Sangre, vida, muerte y erotismo
Su sed de sangre es insaciable para el vampiro, pero no es cualquier sangre. Drácula busca la vitalidad. También el vampiro la busca para reclamar las posesiones terrenales de la víctima y usarlas en el más allá.
“La sangre son vidas”, dice el relanzado Drácula de Netflix. Los nosferatus tenían necesidades físicas, por eso la creencia generalizada de que los muertos pueden mantenerse la vida absorbiendo sangre de los vivos y que la pérdida de sangre era una acción perversa en el mundo de los espíritus que mantenían la imagen generalizada del vampirismo. El poder rejuvenecedor de la sangre y la suposición de la vida después de la muerte está en todas las culturas.
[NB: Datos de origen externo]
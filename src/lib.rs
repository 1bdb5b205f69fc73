//! Deterministic load ordering for modular components.
//!
//! Components declare the **features** they provide and the features they
//! depend on. Given the components a host wants, a pool of components that
//! may satisfy their dependencies, and the components already running,
//! `component_order` computes the minimal set of components to load and an
//! order in which every component comes after everything it depends on. It
//! then instantiates them one at a time through a host supplied factory.
//!
//! # Core Concepts
//!
//! - [`Descriptor`]: A component's name, provided features and required
//! 	features. A descriptor always provides its own name.
//!
//! - [`Candidate`]: A descriptor selected during resolution, together with
//! 	why it was selected ([`RequiredBy`], the features it is required for)
//! 	and which other candidates it depends on.
//!
//! - [`Resolver`]: Selects the candidates for a request. Fails with a
//! 	[`ResolutionError`] when a feature has no provider, when two selected
//! 	components provide the same feature, or when dependencies form a cycle.
//!
//! - [`sort`]: Orders candidates so dependencies come first. Independent
//! 	components are ordered by name, so the same input always yields the
//! 	same order.
//!
//! - [`Loader`]: Instantiates an ordered list through a [`ComponentFactory`],
//! 	asking the host's error handler for a [`Decision`] whenever a single
//! 	component fails.
//!
//! - [`Host`]: Keeps the loaded components and feeds them back into each
//! 	resolution as the already satisfied set.
//!
//! Resolution never touches host state. Only loading does, so a failed
//! resolution can be retried with corrected input without rolling anything
//! back.
//!
//! # Example
//!
//! ```
//! use std::convert::Infallible ;
//! use component_order::{ resolve, Decision, Descriptor, Loader, ResolutionError };
//!
//! # fn main() -> Result<(), Box<dyn std::error::Error>> {
//! // Dependencies name features, not components.
//! let log = Descriptor::new( "log" ).with_features([ "logging" ]).shared();
//! let store = Descriptor::new( "store" ).with_features([ "storage" ]).with_deps([ "logging" ]).shared();
//! let app = Descriptor::new( "app" ).with_deps([ "storage", "logging" ]).shared();
//! let unused = Descriptor::new( "unused" ).shared();
//!
//! let available = [ log, store, app.clone(), unused ];
//! let order = resolve([ app.clone() ], available.clone(), [] )?;
//!
//! // Only what is needed, dependencies first.
//! let names = order.iter().map(| candidate | candidate.name() ).collect::<Vec<_>>();
//! assert_eq!( names, [ "log", "store", "app" ]);
//!
//! // Instantiation is up to the host.
//! let mut factory = | descriptor: &Descriptor | Ok::<_, Infallible>( descriptor.name().len() );
//! let loaded = Loader::new( &mut factory )
//! 	.with_error_handler(| _, _ | Decision::Abort )
//! 	.load( &order )?;
//! assert!( loaded.is_complete() );
//!
//! // Missing features are reported per requiring component.
//! let broken = Descriptor::new( "broken" ).with_deps([ "network" ]).shared();
//! match resolve([ broken ], available, [] ) {
//! 	Err( err @ ResolutionError::UnresolvedDependency { .. }) => {
//! 		assert_eq!( err.missing_for( "broken" ), Some( &[ "network".to_string() ][..] ));
//! 	},
//! 	other => panic!( "unexpected: {:?}", other ),
//! }
//! # Ok(())
//! # }
//! ```
//!
//! # Choosing Between Providers
//!
//! When several pool descriptors provide a feature, discovery picks one
//! according to the [`ProviderPolicy`] and never fails on the ambiguity
//! itself. A provisional provider whose features turn out to be covered by a
//! more general selected component is folded into it. Only when two selected
//! components still share a feature afterwards does resolution fail with
//! [`ResolutionError::DuplicateFeature`].
//!
//! # Feature Flags
//!
//! - `wasm` (default): [`WasmFactory`], a factory instantiating wasmtime
//! 	components, and re-exports of wasmtime's `Engine`, `Component` and
//! 	`Linker`.

mod descriptor ;
mod feature_index ;
mod candidate ;
mod error ;
mod resolver ;
mod sorter ;
mod factory ;
mod loader ;
mod host ;
#[cfg( feature = "wasm" )]
mod wasm ;

#[cfg( feature = "wasm" )]
#[doc( no_inline )]
pub use wasmtime::Engine ;
#[cfg( feature = "wasm" )]
#[doc( no_inline )]
pub use wasmtime::component::{ Component, Linker };
#[doc( no_inline )]
pub use nonempty_collections::{ NEVec, nev };

pub use descriptor::Descriptor ;
pub use feature_index::FeatureIndex ;
pub use candidate::{ Candidate, RequiredBy };
pub use error::{ ResolutionError, InstantiationError, HostError };
pub use resolver::{ Resolver, ProviderPolicy, resolve };
pub use sorter::sort ;
pub use factory::{ ComponentFactory, FactoryRegistry, FactoryError, BuilderError };
pub use loader::{ Loader, Loaded, Aborted, LoadResult, Decision, load };
pub use host::{ Host, LoadReport };
#[cfg( feature = "wasm" )]
pub use wasm::{ WasmFactory, WasmInstance, WasmFactoryError };
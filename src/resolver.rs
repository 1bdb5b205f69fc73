//! Dependency resolution.
//!
//! The [`Resolver`] turns a list of requested descriptors into the minimal set
//! of [`Candidate`]s that has to be loaded for every requested component to
//! find its dependencies. It runs in phases:
//!
//! 1. Discovery: breadth-first walk over required features, picking one
//! 	provider per feature according to the [`ProviderPolicy`].
//! 2. Redundancy elimination: a provisional provider whose features are
//! 	covered by a more general candidate is folded into it.
//! 3. Duplicate detection: no feature may end up provided twice.
//! 4. Linking and closure: direct dependencies are bound to the surviving
//! 	candidates and their transitive closure is computed, which also detects
//! 	cycles.
//! 5. Pruning: candidates nothing requires any more are dropped.
//!
//! The result is handed to [`sort`]( crate::sort ) to obtain a load order.
//! Nothing here touches the host: resolving is always safe to retry.

use std::collections::{ BTreeMap, BTreeSet, HashSet, VecDeque };
use std::sync::Arc ;
use itertools::Itertools ;
use nonempty_collections::NEVec ;
use pipe_trait::Pipe ;
use tracing::{ debug, trace };

use crate::{ Candidate, Descriptor, FeatureIndex, ResolutionError, RequiredBy };
use crate::sorter::sort ;



/// How to pick a provider when several pool descriptors provide a feature.
///
/// Ambiguity is never an error during discovery. It only becomes one when
/// more than one provider of a feature survives redundancy elimination.
#[derive( Debug, Clone, Copy, PartialEq, Eq, Hash, Default )]
pub enum ProviderPolicy {
    /// The first provider in pool order. Requested descriptors come before
    /// the available pool.
    #[default] FirstInPool,
    /// A provider that was already discovered during this run, falling back
    /// to the first in pool order.
    PreferDiscovered,
}

/// Computes which components to load for a request.
///
/// The already loaded components are passed in explicitly through
/// [`with_satisfied`]( Self::with_satisfied ); they satisfy dependencies but
/// are never selected again.
///
/// ```
/// use component_order::{ Descriptor, Resolver };
///
/// let x = Descriptor::new( "x" ).with_deps([ "f1" ]).shared();
/// let y = Descriptor::new( "y" ).with_features([ "f1" ]).shared();
///
/// let order = Resolver::new([ x.clone(), y ]).resolve([ x ]).unwrap();
/// let names = order.iter().map(| candidate | candidate.name()).collect::<Vec<_>>();
/// assert_eq!( names, [ "y", "x" ]);
/// ```
#[derive( Debug, Clone, Default )]
pub struct Resolver {
    available: Vec<Arc<Descriptor>>,
    satisfied: Vec<Arc<Descriptor>>,
    policy: ProviderPolicy,
}
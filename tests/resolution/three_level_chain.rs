use component_order::resolve ;

fixtures! {
	requested	= [ "app" ];
	components	= [
		"app" needs [ "storage" ],
		"store" provides [ "storage" ] needs [ "logging" ],
		"log" provides [ "logging" ],
	];
}

#[test]
fn resolution_three_level_chain() {

	let order = resolve( fixtures::requested(), fixtures::available(), [] ).unwrap();
	assert_order!( order, [ "log", "store", "app" ]);
	crate::assert_dependencies_first( &order );

	let app = &order[ 2 ];
	assert_eq!( app.direct_dependencies().iter().collect::<Vec<_>>(), [ "store" ]);
	assert_eq!( app.all_dependencies().iter().collect::<Vec<_>>(), [ "log", "store" ]);

}
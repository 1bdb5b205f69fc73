use component_order::{ resolve, Decision, Descriptor, Loader };
use crate::Broken ;

fixtures! {
	requested	= [ "a", "b", "c" ];
	components	= [ "a", "b", "c" ];
}

#[test]
fn loading_decision_abort() {

	let order = resolve( fixtures::requested(), fixtures::available(), [] ).unwrap();

	let mut instantiated = Vec::new();
	let mut factory = | descriptor: &Descriptor | {
		instantiated.push( descriptor.name().to_string() );
		match descriptor.name() {
			"b" => Err( Broken( "b".to_string() )),
			name => Ok( name.len() ),
		}
	};

	let result = Loader::new( &mut factory )
		.with_error_handler(| _, err | match err {
			Broken( name ) if name == "b" => Decision::Abort,
			Broken( _ ) => Decision::Continue,
		})
		.load( &order );

	match result {
		Err( aborted ) => {
			assert_eq!( aborted.error.component, "b" );
			assert_eq!( aborted.partial.names().collect::<Vec<_>>(), [ "a" ]);
			assert!( aborted.partial.failures.is_empty() );
			assert_eq!( aborted.to_string(), "Loading aborted: Failed to instantiate component 'b': b is broken" );
		},
		Ok( loaded ) => panic!( "Expected failure, found: {:#?}", loaded ),
	}
	assert_eq!( instantiated, [ "a", "b" ]);

}
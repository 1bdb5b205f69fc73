use component_order::{ resolve, RequiredBy };

fixtures! {
	requested	= [ "X" ];
	components	= [
		"X" provides [ "x" ] needs [ "f1" ],
		"Y" provides [ "f1" ],
	];
}

#[test]
fn resolution_single_provider() {

	crate::init_tracing();

	let order = resolve( fixtures::requested(), fixtures::available(), fixtures::satisfied() ).unwrap();
	assert_order!( order, [ "Y", "X" ]);

	assert!( order[ 1 ].direct_dependencies().contains( "Y" ));
	assert_eq!( order[ 0 ].required_by(), [ RequiredBy::Candidate( "X".to_string() )]);
	assert_eq!( order[ 0 ].required_for(), [ "f1".to_string() ]);
	assert!( order[ 1 ].is_requested() );

}

#[test]
fn resolution_dependency_on_component_name() {

	let order = resolve(
		[ fixtures::component( "X" ).as_ref().clone().with_deps([ "Y" ]).shared() ],
		fixtures::available(),
		[],
	).unwrap();

	// "f1" and "Y" are both provided by the same component.
	assert_order!( order, [ "Y", "X" ]);
	assert_eq!( order[ 1 ].direct_dependencies().len(), 1 );

}
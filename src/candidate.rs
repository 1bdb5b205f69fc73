//! Resolution-time bookkeeping around a [`Descriptor`].
//!
//! A [`Candidate`] records why a component was selected and which other
//! selected components it depends on. Dependencies refer to other candidates
//! by name; names are unique within a resolution run.

use std::collections::BTreeSet ;
use std::sync::Arc ;

use crate::Descriptor ;



/// The reason a candidate is part of the selection.
#[derive( Debug, Clone, PartialEq, Eq, Hash, PartialOrd, Ord )]
pub enum RequiredBy {
    /// Explicitly requested by the caller.
    Requested,
    /// Pulled in to satisfy a dependency of the named candidate.
    Candidate( String ),
}

impl std::fmt::Display for RequiredBy {
    fn fmt( &self, f: &mut std::fmt::Formatter<'_> ) -> std::fmt::Result {
        match self {
            Self::Requested => write!( f, "<requested>" ),
            Self::Candidate( name ) => write!( f, "{}", name ),
        }
    }
}

/// A descriptor selected (or provisionally selected) for loading.
///
/// Only the resolver mutates candidates. Once handed to the sorter they are
/// read-only.
#[derive( Debug, Clone, PartialEq, Eq )]
pub struct Candidate {
    descriptor: Arc<Descriptor>,
    pub(crate) direct_dependencies: BTreeSet<String>,
    pub(crate) all_dependencies: BTreeSet<String>,
    pub(crate) closure_computed: bool,
    pub(crate) required_by: Vec<RequiredBy>,
    pub(crate) required_for: Vec<String>,
}

impl Candidate {

    pub(crate) fn new( descriptor: Arc<Descriptor> ) -> Self {
        Self {
            descriptor,
            direct_dependencies: BTreeSet::new(),
            all_dependencies: BTreeSet::new(),
            closure_computed: false,
            required_by: Vec::new(),
            required_for: Vec::new(),
        }
    }

    pub(crate) fn requested( descriptor: Arc<Descriptor> ) -> Self {
        let mut candidate = Self::new( descriptor );
        candidate.required_by.push( RequiredBy::Requested );
        candidate
    }

    #[inline] pub fn descriptor( &self ) -> &Arc<Descriptor> { &self.descriptor }

    #[inline] pub fn name( &self ) -> &str { self.descriptor.name() }

    /// Names of the selected candidates satisfying this candidate's deps.
    /// Dependencies satisfied by already loaded components are not listed.
    #[inline] pub fn direct_dependencies( &self ) -> &BTreeSet<String> { &self.direct_dependencies }

    /// Transitive closure of [`direct_dependencies`]( Self::direct_dependencies ).
    /// Empty until the resolver has computed it.
    #[inline] pub fn all_dependencies( &self ) -> &BTreeSet<String> { &self.all_dependencies }

    /// Who needs this candidate. Never empty for a resolved candidate.
    #[inline] pub fn required_by( &self ) -> &[RequiredBy] { &self.required_by }

    /// Features this candidate was pulled in to provide.
    #[inline] pub fn required_for( &self ) -> &[String] { &self.required_for }

    #[inline] pub fn is_requested( &self ) -> bool { self.required_by.contains( &RequiredBy::Requested ) }

    /// Holds once the transitive dependencies are known.
    #[inline] pub fn dependencies_fulfilled( &self ) -> bool {
        self.direct_dependencies.is_empty() || self.closure_computed
    }

    /// Whether this candidate can stand in for `other`: everything `other`
    /// was pulled in for is also provided here.
    pub(crate) fn replaces( &self, other: &Candidate ) -> bool {
        !other.is_requested()
            && !other.required_for.is_empty()
            && other.required_for.iter().all(| feature | self.descriptor.provides( feature ))
    }

    /// Absorbs a competing candidate this one replaces.
    pub(crate) fn absorb( &mut self, other: Candidate ) {
        let own = Arc::clone( &self.descriptor );
        self.required_for.extend( other.required_for );
        self.required_by.extend( other.required_by.into_iter()
            .filter(| reason | !matches!( reason, RequiredBy::Candidate( name ) if name == own.name() )));
    }

    pub(crate) fn drop_requirer( &mut self, requirer: &str ) {
        self.required_by.retain(| reason | !matches!( reason, RequiredBy::Candidate( name ) if name == requirer ));
    }

}

impl std::fmt::Display for Candidate {
    fn fmt( &self, f: &mut std::fmt::Formatter<'_> ) -> std::fmt::Result {
        write!( f, "{}", self.descriptor.name() )
    }
}
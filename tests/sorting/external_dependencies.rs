use component_order::{ sort, Resolver };

fixtures! {
	requested	= [ "plugin" ];
	components	= [
		"plugin" needs [ "api" ],
		"api",
	];
}

#[test]
fn sorting_external_dependencies_ignored() {

	let selected = Resolver::new( fixtures::available() ).select( fixtures::requested() ).unwrap();
	assert_eq!( selected.len(), 2 );

	// Sorting only the dependant: "api" is assumed to be loaded elsewhere.
	let dependant = selected.into_iter().filter(| candidate | candidate.name() == "plugin" );
	assert_order!( sort( dependant ), [ "plugin" ]);

}
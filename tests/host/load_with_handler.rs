use component_order::{ Decision, Descriptor, Host, ProviderPolicy };
use crate::Broken ;

fixtures! {
	requested	= [ "metrics", "search", "sync" ];
	components	= [
		"metrics",
		"search" needs [ "index" ],
		"sync",
		"tantivy" provides [ "index" ],
	];
}

#[test]
fn host_load_with_continue() {

	let mut host = Host::new(| descriptor: &Descriptor | match descriptor.name() {
		"search" => Err( Broken( "search".to_string() )),
		name => Ok( name.len() ),
	}).with_provider_policy( ProviderPolicy::PreferDiscovered );

	let report = host.load_with( fixtures::requested(), fixtures::available(), | _, _ | Decision::Continue ).unwrap();

	assert_eq!( report.loaded, [ "metrics", "sync", "tantivy" ]);
	assert_eq!( report.failures.len(), 1 );
	assert_eq!( report.failures[ 0 ].component, "search" );
	assert!( report.skipped.is_empty() );

	// The failed component is not recorded and can be requested again.
	assert!( !host.is_loaded( "search" ));
	let plan = host.plan( fixtures::requested(), fixtures::available() ).unwrap();
	assert_eq!( plan.iter().map(| candidate | candidate.name() ).collect::<Vec<_>>(), [ "search" ]);

}

#[test]
fn host_load_with_skip() {

	let mut host = Host::new(| descriptor: &Descriptor | match descriptor.name() {
		"metrics" => Err( Broken( "metrics".to_string() )),
		_ => Ok(()),
	});

	let report = host.load_with( fixtures::requested(), fixtures::available(), | _, _ | Decision::Skip ).unwrap();

	assert!( report.loaded.is_empty() );
	assert_eq!( report.skipped, [ "sync", "tantivy", "search" ]);
	assert_eq!( host.loaded().count(), 0 );

}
La sangre no solo nos da la vitalidad a los vivos, se encuentra en todos nuestros fluidos, pasa por todo nuestro cuerpo y uno de los puntos más abyectos para cuidarnos de no perderla o de que un vampiro encuentre el goce y su revitalización es el cuello. Ahí donde la carótida late a simple vista cuando nos emocionamos, nos asustamos o nos excitamos. Por eso también Drácula contiene un componente sexual revitalizante que Stoker supo manejar muy bien para no ser censurado en la era victoriana. “Tan solo hay que sustituir el coito por los besos y el semen por la sangre para obtener la novela más explícita de la época desde le punto de vista sexual”, transcribe Leatherdale a James Twichell en Vampire Mith.
“Tan solo hay que sustituir el coito por los besos y el semen por la sangre para obtener la novela más explícita de la época desde le punto de vista sexual” – James Twichell
No es de extrañar que la escena más memorable del Drácula de Francis Ford Coppola sea cuando Mina sorbe, desde el pecho de Drácula, su sangre. Algo que en enfoque y encuadre pornográfico sería asistir a una felación. Tampoco hay que dejar de lado las fantasías de Jonathan Harker durante su visita al castillo de Drácula o la irresistible presencia de Drácula ante Lucy o Mina. La tentación del vampiro hace expresar ante los labios rojos de Mina: “No quería resistirme a él”. Más que el acto de amor romántico de entrega es el summum del amor erótico, por eso el vampirismo siempre vence los preceptos cristianos al tentar y perder la incapacidad de rechazo. Por eso el Drácula de Coppola entra a su habitación al sucumbir Lucy a sus encantos, y en la versión de Netflix Drácula entra a un convento lleno de monjas guerreras lideradas por Agatha Van Helsing luego de que ellas mismas lo retarán a no poder entrar, pero sin contar con la presencia de un poseído nosferatu llamado Jonathan Harker.
Gran parte de la atracción hipnótica del chupasangre de Transilvania para los guionistas y el público del cine es aceptar que la mayoría de los que reconocen su nombre nunca habrán leído la novela. Y ahí reside el mito: en el misterio que vamos recreando desde 1897. Aunque Stoker casi se sale del gótico y de la era victoriana, lo tiene todo, aglutinó toda la era. Aunque el autor no inventó a los vampiros y podemos quejarnos de sus pasajes con monstruos sueltos y holgados y de que sus poemas eran locos e inacabados, deja sin aliento con lo que dice: la verdad.
Cada una de las ediciones de Drácula ha tenido su reclamo de atención: la saga de Anne Rice (que cumplió 40 años), el multimillonario fandom Crepúsculo de Stephanie Mayer y las novelas de Charlaine Harris sobre Sookie Stackhouse, comprada por seis millones de personas, y que generó la serie de HBO True Blood. Drácula nos sigue chupando la sangre y está más vivo que nunca, si no que lo diga Netflix con la nueva miniserie que acaba de estrenar.